Teachers need to be engaged and to recognise and map the relationships between
activities in games and the associated learning before they can embed the use of the game within the wider learning context and be enabled to frame tasks, within the game or leading up to or following on from a lesson.
Many of the skills valuable for successful game play, and recognised by both teachers and parents, are as yet only implicitly valued within a school context. In future, learning will move increasingly from the classroom and into the learner’s environments, both real and virtual.
On a cognitive level, play encourages the development of our concepts about the world. By toying with objects and ideas through playful experimentation we develop an understanding of the physical world and our place within it. But as games increase in complexity and freedom, they will be able to accommodate many different playing styles and personal goals, mirroring the inner dynamics of the player’s personality.

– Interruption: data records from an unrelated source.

//! Subscription registry
//!
//! # Thread Safety
//!
//! Both maps and the per-session ownership index live behind ONE mutex, so a
//! subscribe, an unsubscribe, a disconnect and a match never observe each
//! other half-done. Matching only collects session handles under the lock;
//! frames are sent after it is released.
//!
//! # Prefix Matching
//!
//! Prefixes are kept in a hash map. A written key of length `n` has `n + 1`
//! candidate prefixes, so matching either probes each of them or walks the
//! subscribed prefixes, whichever set is smaller. A byte trie would give the
//! same O(key length) bound without the hashing; it is not needed at the
//! subscriber counts this serves.

use std::collections::{HashMap, HashSet};

use parking_lot::Mutex;

use crate::error::{Result, TideError};
use crate::hub::SessionRef;

/// Session uid → handle
type Subscribers = HashMap<String, SessionRef>;

/// Registry mapping keys and prefixes to subscribed sessions
pub struct SubscriptionRegistry {
    state: Mutex<RegistryState>,
}

#[derive(Default)]
struct RegistryState {
    /// Exact key → subscribers
    keys: HashMap<Vec<u8>, Subscribers>,
    /// Prefix → subscribers
    prefixes: HashMap<Vec<u8>, Subscribers>,
    /// Registered sessions and what each one owns (for cleanup)
    owners: HashMap<String, Owned>,
}

struct Owned {
    session: SessionRef,
    keys: HashSet<Vec<u8>>,
    prefixes: HashSet<Vec<u8>>,
}

#[derive(Clone, Copy)]
enum Kind {
    Key,
    Prefix,
}

/// A session's current subscriptions, sorted
#[derive(Debug, Clone, Default, PartialEq, Eq)]
pub struct SessionSubscriptions {
    pub keys: Vec<Vec<u8>>,
    pub prefixes: Vec<Vec<u8>>,
}

/// Point-in-time registry counters
#[derive(Debug, Clone, Copy, Default, PartialEq, Eq)]
pub struct RegistryStats {
    /// Registered sessions
    pub sessions: usize,
    /// Distinct subscribed keys
    pub keys: usize,
    /// Distinct subscribed prefixes
    pub prefixes: usize,
}

impl SubscriptionRegistry {
    pub fn new() -> Self {
        Self {
            state: Mutex::new(RegistryState::default()),
        }
    }

    /// Make a session eligible for subscriptions
    pub fn register_session(&self, session: SessionRef) -> Result<()> {
        let uid = session.identify().uid.clone();
        let mut state = self.state.lock();
        if state.owners.contains_key(&uid) {
            return Err(TideError::DuplicateSession(uid));
        }
        state.owners.insert(
            uid,
            Owned {
                session,
                keys: HashSet::new(),
                prefixes: HashSet::new(),
            },
        );
        Ok(())
    }

    pub fn is_registered(&self, uid: &str) -> bool {
        self.state.lock().owners.contains_key(uid)
    }

    /// Subscribe to one key. Returns `false` if already subscribed.
    ///
    /// Fails with `SessionClosed` if the session is not (or no longer) registered.
    pub fn subscribe_key(&self, uid: &str, key: &[u8]) -> Result<bool> {
        self.state.lock().add(uid, key, Kind::Key)
    }

    /// Subscribe to every key starting with `prefix`. Returns `false` if already subscribed.
    pub fn subscribe_prefix(&self, uid: &str, prefix: &[u8]) -> Result<bool> {
        self.state.lock().add(uid, prefix, Kind::Prefix)
    }

    /// Returns `true` if a subscription was removed
    pub fn unsubscribe_key(&self, uid: &str, key: &[u8]) -> bool {
        self.state.lock().remove(uid, key, Kind::Key)
    }

    /// Returns `true` if a subscription was removed
    pub fn unsubscribe_prefix(&self, uid: &str, prefix: &[u8]) -> bool {
        self.state.lock().remove(uid, prefix, Kind::Prefix)
    }

    /// Every session interested in a write to `key`, each exactly once
    ///
    /// Union of the exact-key subscribers and the subscribers of every prefix
    /// of `key` (including the empty prefix and `key` itself).
    pub fn matching_subscribers(&self, key: &[u8]) -> Vec<SessionRef> {
        let state = self.state.lock();
        let mut sources: Vec<&Subscribers> = Vec::new();

        if let Some(subs) = state.keys.get(key) {
            sources.push(subs);
        }

        if state.prefixes.len() <= key.len() + 1 {
            for (prefix, subs) in &state.prefixes {
                if key.starts_with(prefix) {
                    sources.push(subs);
                }
            }
        } else {
            for end in 0..=key.len() {
                if let Some(subs) = state.prefixes.get(&key[..end]) {
                    sources.push(subs);
                }
            }
        }

        let mut seen: HashSet<&str> = HashSet::new();
        let mut matched = Vec::new();
        for subs in sources {
            for (uid, session) in subs {
                if seen.insert(uid.as_str()) {
                    matched.push(session.clone());
                }
            }
        }
        matched
    }

    /// Purge every subscription of a session and forget it
    ///
    /// Idempotent: returns `false` if the session was not registered.
    pub fn remove_session(&self, uid: &str) -> bool {
        let mut state = self.state.lock();
        let Some(owned) = state.owners.remove(uid) else {
            return false;
        };

        for key in &owned.keys {
            detach(&mut state.keys, key, uid);
        }
        for prefix in &owned.prefixes {
            detach(&mut state.prefixes, prefix, uid);
        }

        tracing::debug!(
            client = %uid,
            keys = owned.keys.len(),
            prefixes = owned.prefixes.len(),
            "purged session subscriptions"
        );
        true
    }

    /// What a session is subscribed to (`None` if not registered)
    pub fn subscriptions_of(&self, uid: &str) -> Option<SessionSubscriptions> {
        let state = self.state.lock();
        let owned = state.owners.get(uid)?;
        let mut keys: Vec<Vec<u8>> = owned.keys.iter().cloned().collect();
        let mut prefixes: Vec<Vec<u8>> = owned.prefixes.iter().cloned().collect();
        keys.sort();
        prefixes.sort();
        Some(SessionSubscriptions { keys, prefixes })
    }

    pub fn stats(&self) -> RegistryStats {
        let state = self.state.lock();
        RegistryStats {
            sessions: state.owners.len(),
            keys: state.keys.len(),
            prefixes: state.prefixes.len(),
        }
    }
}

impl Default for SubscriptionRegistry {
    fn default() -> Self {
        Self::new()
    }
}

impl RegistryState {
    fn add(&mut self, uid: &str, target: &[u8], kind: Kind) -> Result<bool> {
        let owned = self
            .owners
            .get_mut(uid)
            .ok_or_else(|| TideError::SessionClosed(uid.to_string()))?;

        let (owned_set, map) = match kind {
            Kind::Key => (&mut owned.keys, &mut self.keys),
            Kind::Prefix => (&mut owned.prefixes, &mut self.prefixes),
        };
        if !owned_set.insert(target.to_vec()) {
            return Ok(false);
        }

        map.entry(target.to_vec())
            .or_default()
            .insert(uid.to_string(), owned.session.clone());
        Ok(true)
    }

    fn remove(&mut self, uid: &str, target: &[u8], kind: Kind) -> bool {
        let Some(owned) = self.owners.get_mut(uid) else {
            return false;
        };

        let (owned_set, map) = match kind {
            Kind::Key => (&mut owned.keys, &mut self.keys),
            Kind::Prefix => (&mut owned.prefixes, &mut self.prefixes),
        };
        if !owned_set.remove(target) {
            return false;
        }

        detach(map, target, uid);
        true
    }
}

/// Remove one subscriber from a map entry, dropping the entry when empty
fn detach(map: &mut HashMap<Vec<u8>, Subscribers>, target: &[u8], uid: &str) {
    if let Some(subs) = map.get_mut(target) {
        subs.remove(uid);
        if subs.is_empty() {
            map.remove(target);
        }
    }
}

The problem of narrative, of integrating a linear storyline within an interactive game is widely acknowledged as one of the most intractable problems in the field of games design. Although many techniques exist and will attract developers and gamers for a long time to come, none of them solve the hardest problem; creating a truly dynamic narrative, of creating virtual worlds or Mixed Realities (outdoor and indoor) where although the themes and imagery in the world remain consistent, the actions of different players lead to utterly different and credible outcomes.
To solve this problem, we need a way of designing a new learning game where teachers set the theme, the world-space where the game takes place, and the player can then explore and experience whatever permutations of that theme he or she desires.
This approach will also require the participants to draw upon a wide range of contextual content and to use new mobile devices in the creation and use of that content, whilst developing and playing games.
Objectives of eMapps.com
The key results of eMapps.com will include:
- School teachers/managers or other from each of the eight participating countries will be qualified to implement and disseminate the game training course to at least 100 teachers through a series of local courses.
- A Handbook on using games for training, on English, will be produced, in a variety of formats.
- A web-based game training platform for course implementation with different target audiences.
- Evaluation of the need, relevance, and practicality of the implemented Game training course model will be conducted, and results made public, on the basis of relevant evaluations in each of the participating countries.
- Training courses plus two international conferences on using Games web-based for training different target groups, presenting in particular the project methodology and findings in each of the participating countries.
- A training course model based on ‘mixed reality’ games with customised interfaces to a wider European scenario for future training purposes.
- Exploitation and replication of the results emerging from the project through an extensive dissemination programme including an interactive project website, which will provide access to teachers and other school education staff.